All that is wanted is a word-for-word retyping of the lines from the one containing "self.repo.retry(job_id).await?;" through the end of the material below.

Start of EXTRACTED DATA

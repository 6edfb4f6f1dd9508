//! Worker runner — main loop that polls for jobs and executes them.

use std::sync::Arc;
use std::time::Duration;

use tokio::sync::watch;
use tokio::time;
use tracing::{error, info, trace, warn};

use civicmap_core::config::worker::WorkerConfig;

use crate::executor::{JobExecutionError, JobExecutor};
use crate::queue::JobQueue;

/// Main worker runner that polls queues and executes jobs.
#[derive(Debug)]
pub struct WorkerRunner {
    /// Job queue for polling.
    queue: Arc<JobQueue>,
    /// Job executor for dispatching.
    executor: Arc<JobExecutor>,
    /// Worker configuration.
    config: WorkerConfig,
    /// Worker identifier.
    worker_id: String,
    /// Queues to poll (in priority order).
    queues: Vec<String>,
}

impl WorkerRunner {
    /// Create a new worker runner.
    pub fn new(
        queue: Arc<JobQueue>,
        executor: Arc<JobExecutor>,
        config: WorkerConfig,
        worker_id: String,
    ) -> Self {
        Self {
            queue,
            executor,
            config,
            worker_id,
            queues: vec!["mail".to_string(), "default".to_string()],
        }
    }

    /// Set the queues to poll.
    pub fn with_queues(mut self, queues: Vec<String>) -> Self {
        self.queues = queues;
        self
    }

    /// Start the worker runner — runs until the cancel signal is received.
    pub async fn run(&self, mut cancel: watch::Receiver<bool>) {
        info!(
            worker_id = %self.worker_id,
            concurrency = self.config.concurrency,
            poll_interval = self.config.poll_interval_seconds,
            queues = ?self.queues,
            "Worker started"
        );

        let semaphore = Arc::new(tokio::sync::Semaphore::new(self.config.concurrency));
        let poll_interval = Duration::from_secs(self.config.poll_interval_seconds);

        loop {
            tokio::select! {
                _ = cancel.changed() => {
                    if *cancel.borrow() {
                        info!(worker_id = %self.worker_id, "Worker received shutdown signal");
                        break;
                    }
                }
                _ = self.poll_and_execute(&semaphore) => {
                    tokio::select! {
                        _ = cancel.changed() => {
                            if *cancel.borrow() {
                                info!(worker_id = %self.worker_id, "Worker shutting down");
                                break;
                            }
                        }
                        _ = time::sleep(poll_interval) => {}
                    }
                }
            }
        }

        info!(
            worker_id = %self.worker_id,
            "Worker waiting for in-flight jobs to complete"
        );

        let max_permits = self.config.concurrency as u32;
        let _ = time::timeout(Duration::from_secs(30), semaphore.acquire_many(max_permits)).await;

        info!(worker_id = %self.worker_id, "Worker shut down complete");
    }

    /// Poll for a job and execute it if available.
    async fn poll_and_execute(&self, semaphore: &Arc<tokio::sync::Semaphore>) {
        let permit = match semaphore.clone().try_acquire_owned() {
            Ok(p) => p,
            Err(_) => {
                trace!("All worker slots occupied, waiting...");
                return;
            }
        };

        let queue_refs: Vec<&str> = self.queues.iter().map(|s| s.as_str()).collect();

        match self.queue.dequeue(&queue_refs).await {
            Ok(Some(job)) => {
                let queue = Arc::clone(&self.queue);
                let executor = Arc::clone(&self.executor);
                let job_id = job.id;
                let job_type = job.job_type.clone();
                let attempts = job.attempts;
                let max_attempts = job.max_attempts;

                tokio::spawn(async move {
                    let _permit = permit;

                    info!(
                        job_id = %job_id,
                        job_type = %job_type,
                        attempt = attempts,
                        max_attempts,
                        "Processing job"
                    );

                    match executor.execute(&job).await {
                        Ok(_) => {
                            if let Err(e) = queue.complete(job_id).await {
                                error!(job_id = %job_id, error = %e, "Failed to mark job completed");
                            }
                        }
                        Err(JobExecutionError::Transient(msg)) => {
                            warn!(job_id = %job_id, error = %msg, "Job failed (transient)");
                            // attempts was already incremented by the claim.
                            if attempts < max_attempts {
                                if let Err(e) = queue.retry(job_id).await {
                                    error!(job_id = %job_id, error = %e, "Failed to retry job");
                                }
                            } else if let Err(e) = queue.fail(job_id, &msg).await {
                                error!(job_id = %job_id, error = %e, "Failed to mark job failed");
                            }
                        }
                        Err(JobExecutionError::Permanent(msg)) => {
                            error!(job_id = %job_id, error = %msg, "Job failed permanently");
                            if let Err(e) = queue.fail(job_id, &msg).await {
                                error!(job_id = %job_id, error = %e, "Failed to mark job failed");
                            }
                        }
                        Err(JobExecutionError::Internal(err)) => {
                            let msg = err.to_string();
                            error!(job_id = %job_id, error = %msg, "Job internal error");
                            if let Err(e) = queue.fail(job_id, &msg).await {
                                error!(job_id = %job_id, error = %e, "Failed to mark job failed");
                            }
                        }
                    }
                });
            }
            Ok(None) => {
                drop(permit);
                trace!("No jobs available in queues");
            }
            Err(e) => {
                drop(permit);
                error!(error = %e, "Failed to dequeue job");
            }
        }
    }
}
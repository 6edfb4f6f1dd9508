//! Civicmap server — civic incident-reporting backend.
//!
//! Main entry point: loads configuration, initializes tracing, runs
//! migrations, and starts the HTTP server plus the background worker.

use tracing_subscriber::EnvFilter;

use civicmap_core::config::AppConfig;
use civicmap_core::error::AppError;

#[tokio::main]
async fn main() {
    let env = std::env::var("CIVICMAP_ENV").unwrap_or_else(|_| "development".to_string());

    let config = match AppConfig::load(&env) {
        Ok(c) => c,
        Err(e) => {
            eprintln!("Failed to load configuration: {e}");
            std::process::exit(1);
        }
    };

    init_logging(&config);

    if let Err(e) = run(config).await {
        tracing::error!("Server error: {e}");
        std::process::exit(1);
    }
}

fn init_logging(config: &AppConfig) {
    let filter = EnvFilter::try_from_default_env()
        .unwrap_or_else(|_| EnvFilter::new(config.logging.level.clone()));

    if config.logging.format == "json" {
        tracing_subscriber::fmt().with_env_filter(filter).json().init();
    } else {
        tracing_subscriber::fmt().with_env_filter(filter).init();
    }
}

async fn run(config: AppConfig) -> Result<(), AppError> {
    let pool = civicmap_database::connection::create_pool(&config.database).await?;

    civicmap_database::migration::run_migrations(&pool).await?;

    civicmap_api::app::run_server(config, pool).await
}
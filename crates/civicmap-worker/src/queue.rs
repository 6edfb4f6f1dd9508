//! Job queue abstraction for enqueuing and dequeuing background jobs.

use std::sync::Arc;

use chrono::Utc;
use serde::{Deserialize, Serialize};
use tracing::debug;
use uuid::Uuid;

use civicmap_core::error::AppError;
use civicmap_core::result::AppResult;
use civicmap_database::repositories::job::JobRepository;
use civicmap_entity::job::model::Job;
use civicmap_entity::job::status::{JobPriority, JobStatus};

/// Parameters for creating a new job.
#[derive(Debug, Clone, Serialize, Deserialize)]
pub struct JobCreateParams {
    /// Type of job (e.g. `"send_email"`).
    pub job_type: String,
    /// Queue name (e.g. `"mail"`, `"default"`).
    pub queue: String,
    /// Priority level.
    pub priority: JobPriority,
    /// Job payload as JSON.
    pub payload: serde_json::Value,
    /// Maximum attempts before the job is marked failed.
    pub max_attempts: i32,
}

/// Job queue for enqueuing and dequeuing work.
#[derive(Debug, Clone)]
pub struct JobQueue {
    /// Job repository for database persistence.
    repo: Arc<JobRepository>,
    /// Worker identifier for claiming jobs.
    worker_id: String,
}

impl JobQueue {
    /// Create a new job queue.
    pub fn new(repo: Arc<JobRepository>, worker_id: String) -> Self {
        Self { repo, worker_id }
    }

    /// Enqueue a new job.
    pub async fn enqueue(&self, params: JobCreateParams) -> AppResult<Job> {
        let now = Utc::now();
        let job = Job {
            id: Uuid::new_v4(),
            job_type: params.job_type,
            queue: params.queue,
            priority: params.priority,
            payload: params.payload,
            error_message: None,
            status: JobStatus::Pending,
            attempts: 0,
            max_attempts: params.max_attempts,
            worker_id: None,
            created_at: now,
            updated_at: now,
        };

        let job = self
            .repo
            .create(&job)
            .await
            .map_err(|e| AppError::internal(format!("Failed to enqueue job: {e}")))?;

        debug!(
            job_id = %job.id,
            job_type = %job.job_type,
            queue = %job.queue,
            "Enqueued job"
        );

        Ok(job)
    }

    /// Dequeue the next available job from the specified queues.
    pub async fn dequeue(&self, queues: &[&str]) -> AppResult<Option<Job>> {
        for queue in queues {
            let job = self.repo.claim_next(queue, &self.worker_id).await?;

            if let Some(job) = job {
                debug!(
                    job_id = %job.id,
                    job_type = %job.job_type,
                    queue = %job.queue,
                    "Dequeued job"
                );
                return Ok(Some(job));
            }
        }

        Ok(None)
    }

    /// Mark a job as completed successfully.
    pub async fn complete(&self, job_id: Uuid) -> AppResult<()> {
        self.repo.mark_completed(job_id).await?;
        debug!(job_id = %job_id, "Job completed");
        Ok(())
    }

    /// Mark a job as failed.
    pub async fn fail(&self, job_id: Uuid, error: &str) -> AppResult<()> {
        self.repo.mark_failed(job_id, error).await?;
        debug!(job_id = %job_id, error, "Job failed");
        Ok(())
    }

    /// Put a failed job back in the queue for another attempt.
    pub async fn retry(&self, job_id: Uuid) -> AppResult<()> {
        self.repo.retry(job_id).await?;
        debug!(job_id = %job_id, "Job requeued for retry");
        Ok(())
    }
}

End of EXTRACTED DATA

→ **REPLY TO THE TASK**:
        self.repo.retry(job_id).await?;
        debug!(job_id = %job_id, "Job requeued for retry");
        Ok(())
    }
}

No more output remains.